PROVIDED DATA START

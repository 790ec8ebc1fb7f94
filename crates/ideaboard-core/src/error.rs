use thiserror::Error;

/// Errors from loading or validating application configuration.
///
/// Every env var currently has a default or is optional, so the only failure
/// mode is a value that does not parse.
#[derive(Debug, Error)]
pub enum ConfigError {
    #[error("invalid value for environment variable {var}: {reason}")]
    InvalidEnvVar { var: String, reason: String },
}

/// A string could not be parsed as a `YYMMDD` date key.
#[derive(Debug, Clone, Error, PartialEq, Eq)]
pub enum DateKeyError {
    /// The key is not exactly six characters.
    #[error("date key '{0}' must be exactly six characters")]
    WrongLength(String),

    /// The key contains something other than ASCII digits.
    #[error("date key '{0}' must contain only ASCII digits")]
    NotNumeric(String),

    /// The digits do not name a real calendar date (month 13, day 32, ...).
    #[error("date key '{0}' is not a valid calendar date")]
    ImpossibleDate(String),
}

/// Errors from view-projection arithmetic.
#[derive(Debug, Clone, Error, PartialEq, Eq)]
pub enum ProjectionError {
    /// Discovery rate is undefined when zero tweets were analyzed.
    #[error("discovery rate is undefined: total_tweets_analyzed is zero")]
    DivisionUndefined,
}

PROVIDED DATA END

ASSIGNED TASK:
The response should hold only an exact repeat of the lines from the one with "pub enum ProjectionError" to the final line of the listing above.

ANSWER SECTION:
pub enum ProjectionError {
    /// Discovery rate is undefined when zero tweets were analyzed.
    #[error("discovery rate is undefined: total_tweets_analyzed is zero")]
    DivisionUndefined,
}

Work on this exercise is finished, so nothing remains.